Темнота слоилась в комнате, серел квадрат окна, изредка на улице проносился шелест одинокой машины, затихал в ночи. В соседней комнате Егора Александровича — ни звука, полоска света не желтела под дверью, как бывало в часы его бессонницы.
“Да что со мной случилось… как будто мне бежать куда-то хочется… — думал Андрей, чувствуя, что от тугого безмолвия в комнате, от бессонного одиночества ему становится колюче и жарко. — Неужели Таня?”

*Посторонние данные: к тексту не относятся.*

/// External hardware watchdog (TPL5010 on the ESP32-C3 boards), kicked by
/// pulsing its reset pin.
use crate::board::{BoardConfig, BoardType};

use super::{impl_peripheral, Lifecycle, PeripheralKind};

#[derive(Debug)]
pub struct HardwareWatchdog {
    life: Lifecycle,
    reset_pin: Option<u8>,
}

impl HardwareWatchdog {
    pub fn new(board: BoardType, cfg: &BoardConfig) -> Self {
        Self {
            life: Lifecycle::new(PeripheralKind::Watchdog, board),
            reset_pin: cfg.watchdog_reset,
        }
    }

    pub fn reset_pin(&self) -> Option<u8> {
        self.reset_pin
    }
}

impl_peripheral!(HardwareWatchdog, |s| s.reset_pin.is_some());
/*
MIT License with postqe Attribution

Copyright (c) 2025 Ameyanagi

Based on or developed using Distribution: postqe
Copyright (c) 2016-2017 Quantum ESPRESSO Foundation and SISSA (Scuola Internazionale Superiore di Studi Avanzati).
All rights reserved.
*/

//! Reciprocal vectors on the FFT mesh and the energy cutoff
//!
//! Every mesh point `(x, y, z)` corresponds to the integer frequency
//! `(fold(x), fold(y), fold(z))`, using the same convention as the
//! rasterizer's storage order. Points beyond the cutoff and the origin get a
//! sentinel G² so that `ρ(G)/G²` vanishes there.

use super::Mesh;
use crate::lattice::{LatticeBasis, Vector3D};
use crate::utils::constants::TWO_PI;
use ndarray::{Array3, Zip};

/// G vectors and cutoff-filtered G² on a mesh
#[derive(Debug, Clone)]
pub struct GVectorMesh {
    /// Reciprocal vector at every mesh point
    pub g: Array3<Vector3D>,
    /// Squared norm, replaced by the sentinel at the origin and past the cutoff
    pub g_squared: Array3<f64>,
}

/// Largest retained G², in the units of the reciprocal basis (`2π/alat`)
pub fn cutoff_threshold(ecutrho: f64, alat: f64) -> f64 {
    2.0 * ecutrho / (TWO_PI / alat).powi(2)
}

fn frequency(mesh: &Mesh, (x, y, z): (usize, usize, usize)) -> [i64; 3] {
    [mesh.fold(x, 0), mesh.fold(y, 1), mesh.fold(z, 2)]
}

/// G vector at every mesh point
pub fn compute_g(basis: &LatticeBasis, mesh: Mesh) -> Array3<Vector3D> {
    let mut g = Array3::from_elem(mesh.shape(), Vector3D::origin());
    Zip::indexed(&mut g).par_for_each(|index, value| {
        *value = basis.g_vector(frequency(&mesh, index));
    });
    g
}

/// Cutoff-filtered G² at every mesh point
pub fn compute_g_squared(
    basis: &LatticeBasis,
    mesh: Mesh,
    ecutrho: f64,
    alat: f64,
    sentinel: f64,
) -> Array3<f64> {
    let ecutm = cutoff_threshold(ecutrho, alat);
    let mut g_squared = Array3::zeros(mesh.shape());
    Zip::indexed(&mut g_squared).par_for_each(|index, value| {
        let g2 = basis.g_vector(frequency(&mesh, index)).norm_squared();
        *value = filter(g2, ecutm, sentinel);
    });
    g_squared
}

/// G vectors and cutoff-filtered G² in a single sweep
pub fn compute_gs(
    basis: &LatticeBasis,
    mesh: Mesh,
    ecutrho: f64,
    alat: f64,
    sentinel: f64,
) -> GVectorMesh {
    let ecutm = cutoff_threshold(ecutrho, alat);
    let mut g = Array3::from_elem(mesh.shape(), Vector3D::origin());
    let mut g_squared = Array3::zeros(mesh.shape());
    Zip::indexed(&mut g)
        .and(&mut g_squared)
        .par_for_each(|index, g_value, g2_value| {
            *g_value = basis.g_vector(frequency(&mesh, index));
            *g2_value = filter(g_value.norm_squared(), ecutm, sentinel);
        });
    GVectorMesh { g, g_squared }
}

/// Number of mesh points that survived the cutoff
pub fn count_within_cutoff(g_squared: &Array3<f64>, sentinel: f64) -> usize {
    g_squared.iter().filter(|&&g2| g2 < sentinel).count()
}

#[inline]
fn filter(g2: f64, ecutm: f64, sentinel: f64) -> f64 {
    if g2 > ecutm || g2 == 0.0 {
        sentinel
    } else {
        g2
    }
}

#[cfg(test)]
mod tests {
    use super::*;
    use crate::utils::constants::G2_SENTINEL;
    use approx::assert_relative_eq;

    fn cubic() -> LatticeBasis {
        LatticeBasis::from_reciprocal(
            Vector3D::new(1.0, 0.0, 0.0),
            Vector3D::new(0.0, 1.0, 0.0),
            Vector3D::new(0.0, 0.0, 1.0),
        )
        .unwrap()
    }

    #[test]
    fn test_g_vectors_fold() {
        let mesh = Mesh::new(4, 3, 1).unwrap();
        let g = compute_g(&cubic(), mesh);
        assert_eq!(g[[1, 0, 0]], Vector3D::new(1.0, 0.0, 0.0));
        assert_eq!(g[[2, 0, 0]], Vector3D::new(-2.0, 0.0, 0.0));
        assert_eq!(g[[3, 2, 0]], Vector3D::new(-1.0, -1.0, 0.0));
        assert_eq!(g[[0, 1, 0]], Vector3D::new(0.0, 1.0, 0.0));
    }

    #[test]
    fn test_origin_and_cutoff_use_sentinel() {
        let mesh = Mesh::new(5, 5, 5).unwrap();
        // alat = 2π makes the threshold 2·ecutrho
        let g2 = compute_g_squared(&cubic(), mesh, 1.0, TWO_PI, G2_SENTINEL);
        assert_eq!(g2[[0, 0, 0]], G2_SENTINEL);
        assert_relative_eq!(g2[[1, 1, 0]], 2.0, epsilon = 1e-12);
        assert_eq!(g2[[1, 1, 1]], G2_SENTINEL);
        assert_eq!(g2[[2, 0, 0]], G2_SENTINEL);
        // |G|² ∈ {1, 2}: 6 + 12 points
        assert_eq!(count_within_cutoff(&g2, G2_SENTINEL), 18);
    }

    #[test]
    fn test_compute_gs_matches_parts() {
        let mesh = Mesh::new(4, 4, 4).unwrap();
        let basis = cubic();
        let both = compute_gs(&basis, mesh, 3.0, 5.0, G2_SENTINEL);
        assert_eq!(both.g, compute_g(&basis, mesh));
        assert_eq!(both.g_squared, compute_g_squared(&basis, mesh, 3.0, 5.0, G2_SENTINEL));
    }
}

Тогда на поминках давнего друга деда он вблизи увидел ее. Она сидела за столом напротив, выделяясь среди седых и лысых голов своими поразительно золотисто-пшеничными волосами, девочка лет пятнадцати, и он, взятый дедом на эти печальные проводы, время от времени задерживал на ней взгляд. Его тянуло смотреть в ее сторону, видеть ее беззащитную хрупкость в окружении солидных пожилых людей, нездорово раскрасневшихся от выпитой водки и поминальных речей. Поминали по русскому обычаю, и нетронутое блюдечко с рисом стояло перед ней, белея горкой. Раз она тронула ложечкой зерна, подняла глаза, темно-серые, блестящие, нечаянно в упор столкнулась с глазами Андрея и начала тихонько есть, вызывая у него чувство жалости к ее робости, и он не мог оторвать взгляда от светлого золота ее волос, будто виденных во сне.
Странно было, когда после встречи на Кузнецком мосту Андрей решился прийти к Ромашиным. Он опять почувствовал, что в ее плечах и нежной шее оставалось что-то юное, хрупкое, как запомнилось на поминках, и вместе с тем было нечто новое, загадочно-взрослое в обрисованной кофточкой груди, в ее в голосе, смехе, улыбке. Но в тот день он ощутил непонятный холодок, исходивший от Киры Владимировны, ее матери, плохо запомнившей его или сделавшей вид, что не помнит. Она открыла дверь, подробно оглядела его с головы до ног, спросила: “Вы к кому, молодой человек?”